Le professeur tourna les yeux vers le visage rouge d'excitation de sa compagne et poussa un profond soupir. N'y prêtant pas attention celle-ci continua enlevant l'oreillette relié à son téléphone de son oreille.
"Professeur on vient de me prévenir que les rafles ont commencé à travers tout le continent et le mouvement va bientôt s'étendre à Sinnoh, Kanto et Jotho !
-Nous ne devrions pas enlever tout ses enfants parce qu'ils ont ces pouvoirs.
-Serai-ce de la trahison Professeur ?
Plissant les yeux la jeune femme fit un pas vers l'extérieur où attendait les gardes.
-Non bien sûr mais bon ce ne sont que des enfants.
-Ce ne sont plus des enfants mais des mutants.
La femme hurlait presque d'excitation et de colère.
-Quelles preuves avez-vous ?
Cette fois ce fut au professeur de hausser le ton;
-Et 6-2-6, alors ?
Idoal ne trouva rien à redire mais son Persian commença à chercher une issue, il connaissait suffisamment son maître pour savoir que lorsque qu'il haussait le ton cela ne présageait rien de bon.
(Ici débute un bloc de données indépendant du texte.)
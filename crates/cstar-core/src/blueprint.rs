//! Typed view over blueprint documents.
//!
//! Blueprints are opaque to the orchestrator except for the handful of
//! attributes read by core logic: the runtime window, the output
//! directory, the initial-conditions location, and the cpu count. All
//! other keys are preserved verbatim so that rewritten blueprints
//! round-trip without loss.

use std::path::{Path, PathBuf};

use chrono::NaiveDateTime;
use serde::{Deserialize, Serialize};

/// Timestamp format used throughout blueprint documents (second precision).
pub const DATE_FORMAT: &str = "%Y-%m-%d %H:%M:%S";

/// Compact timestamp form used in derived step names and restart files.
pub const COMPACT_DATE_FORMAT: &str = "%Y%m%d%H%M%S";

pub mod date_format {
    //! Serde adapter for `YYYY-mm-dd HH:MM:SS` timestamps.

    use chrono::NaiveDateTime;
    use serde::{self, Deserialize, Deserializer, Serializer};

    use super::DATE_FORMAT;

    pub fn serialize<S: Serializer>(
        date: &NaiveDateTime,
        serializer: S,
    ) -> Result<S::Ok, S::Error> {
        serializer.serialize_str(&date.format(DATE_FORMAT).to_string())
    }

    pub fn deserialize<'de, D: Deserializer<'de>>(
        deserializer: D,
    ) -> Result<NaiveDateTime, D::Error> {
        let raw = String::deserialize(deserializer)?;
        NaiveDateTime::parse_from_str(&raw, DATE_FORMAT).map_err(serde::de::Error::custom)
    }
}

/// Where a simulation reads its initial state from.
#[derive(Debug, Clone, PartialEq, Serialize, Deserialize)]
pub struct InitialConditions {
    /// Local path, glob, or URL of the initial-conditions data.
    pub location: String,
    #[serde(flatten)]
    pub extra: serde_yaml::Mapping,
}

/// The runtime window and output configuration of a simulation.
#[derive(Debug, Clone, PartialEq, Serialize, Deserialize)]
pub struct RuntimeParams {
    #[serde(with = "date_format")]
    pub start_date: NaiveDateTime,
    #[serde(with = "date_format")]
    pub end_date: NaiveDateTime,
    pub output_dir: PathBuf,
    pub initial_conditions: InitialConditions,
    #[serde(flatten)]
    pub extra: serde_yaml::Mapping,
}

/// The blueprint attributes read by core logic.
#[derive(Debug, Clone, PartialEq, Serialize, Deserialize)]
pub struct Blueprint {
    pub name: String,
    pub application: String,
    pub runtime_params: RuntimeParams,
    #[serde(default, skip_serializing_if = "Option::is_none")]
    pub cpus_needed: Option<u32>,
    #[serde(flatten)]
    pub extra: serde_yaml::Mapping,
}

impl Blueprint {
    /// Glob matching the restart files a run writes under its output
    /// directory. Restart files are stamped with the compact form of the
    /// run's start date: `<output_dir>/outputs/*_rst.<stamp>.*.nc`.
    pub fn restart_pattern(output_dir: &Path, stamp_at: NaiveDateTime) -> PathBuf {
        let stamp = stamp_at.format(COMPACT_DATE_FORMAT);
        output_dir.join("outputs").join(format!("*_rst.{stamp}.*.nc"))
    }
}

#[cfg(test)]
mod tests {
    use super::*;
    use chrono::NaiveDate;

    const SAMPLE: &str = "\
name: test-bp
application: roms_marbl
cpus_needed: 16
runtime_params:
  start_date: '2012-01-03 12:00:00'
  end_date: '2012-04-15 00:00:00'
  output_dir: /data/run
  time_step: 60
  initial_conditions:
    location: http://mockdoc.com/grid
    hash: abc123
grid:
  location: /data/grid.nc
";

    #[test]
    fn parses_core_attributes() {
        let bp: Blueprint = serde_yaml::from_str(SAMPLE).unwrap();
        assert_eq!(bp.name, "test-bp");
        assert_eq!(bp.application, "roms_marbl");
        assert_eq!(bp.cpus_needed, Some(16));
        assert_eq!(
            bp.runtime_params.start_date,
            NaiveDate::from_ymd_opt(2012, 1, 3)
                .unwrap()
                .and_hms_opt(12, 0, 0)
                .unwrap()
        );
        assert_eq!(bp.runtime_params.output_dir, PathBuf::from("/data/run"));
        assert_eq!(
            bp.runtime_params.initial_conditions.location,
            "http://mockdoc.com/grid"
        );
    }

    #[test]
    fn preserves_opaque_keys_on_round_trip() {
        let bp: Blueprint = serde_yaml::from_str(SAMPLE).unwrap();
        let emitted = serde_yaml::to_string(&bp).unwrap();
        let reparsed: Blueprint = serde_yaml::from_str(&emitted).unwrap();

        assert_eq!(bp, reparsed);
        assert!(emitted.contains("grid:"));
        assert!(emitted.contains("time_step: 60"));
        assert!(emitted.contains("hash: abc123"));
    }

    #[test]
    fn dates_serialize_in_document_format() {
        let bp: Blueprint = serde_yaml::from_str(SAMPLE).unwrap();
        let emitted = serde_yaml::to_string(&bp).unwrap();
        assert!(emitted.contains("2012-01-03 12:00:00"));
        assert!(emitted.contains("2012-04-15 00:00:00"));
    }

    #[test]
    fn restart_pattern_uses_compact_stamp() {
        let at = NaiveDate::from_ymd_opt(2012, 2, 1)
            .unwrap()
            .and_hms_opt(0, 0, 0)
            .unwrap();
        let pattern = Blueprint::restart_pattern(Path::new("/data/run"), at);
        assert_eq!(
            pattern,
            PathBuf::from("/data/run/outputs/*_rst.20120201000000.*.nc")
        );
    }

    #[test]
    fn rejects_malformed_dates() {
        let doc = SAMPLE.replace("2012-01-03 12:00:00", "not-a-date");
        assert!(serde_yaml::from_str::<Blueprint>(&doc).is_err());
    }
}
Mais l'Etourvol aperçu son manège et poussa un cri sonore faisant sursauter sa maîtresse qui baissa les yeux sur le Persian et hurla à la garde d'entrer et d'arrêter le professeur. Ce-dernier se jeta par la fenêtre, se réceptionna au sol d'une roulade et partit en courant vers la forêt, son Persian sur les talons.
Dans le ciel nocturne la Lune fut voilée par une éclipse de lune et à différents endroits du continent les hommes découvraient qu'humains et pokémons ne faisaient qu'un.

I.Enlèvements
Un bruit dans la nuit. Comme un grincement, une porte qui s'ouvrait comme si on essayait de l'ouvrir sans bruit. Yun se réveilla trempée de sueur elle était sûr d'avoir entendu quelque chose. Elle tendit l'oreille. Rien. Rassurée mais incapable de se rendormir elle se leva, se débarrassa de sa chemise de nuit noire ornée de deux chauve-souris blanches sur chaque épaules, grade pour son âge, 14 ans, Yun avait . Sans savoir pourquoi elle poussa un petit cri, sans savoir pour qu'elle raison elle l'eut fait. Tout les murs et tout les objets présents lui renvoyèrent son cri la faisant tomber à genoux. Bizarrement elle eut soudain une conscience aiguë de tout les objets présents dans la pièce. C'est alors qu'elle se rappela qu'elle avait vu ça lors des cours d'études des pokémons à l'Académie Pokémon, Elle n'en était pas sûr mais elle croyait être sûr que c'était les pokémons chauves-souris qui en étaient capables, les Nosferapti, Nosferalto et Nostenfer. Comment ce faisait-il qu'elle une humaine en soit capable ? C'est alors qu'elle entendit un nouveau bruit à l'étage du dessous celui-ci ressemblait plus à un bruit de pas, le frôlement d'une cape sur le sol. A l'extérieur, un Noarfang poussa son cri sinistre faisant frissonner Yun. La poignée de la porte commença à tourner, l'adolescente retint sa respiration, la porte s'ouvrit en grand dévoilant un homme de grande taille habillé en noir de pied en cap. sur son épaule un Cornèbre le toisait de son regard envoûtant, Gagnée par une torpeur inconnue Yun tomba dans les bras de l'homme, la dernière chose qu'elle vit fut la toile d'un sac qui se refermait sur elle.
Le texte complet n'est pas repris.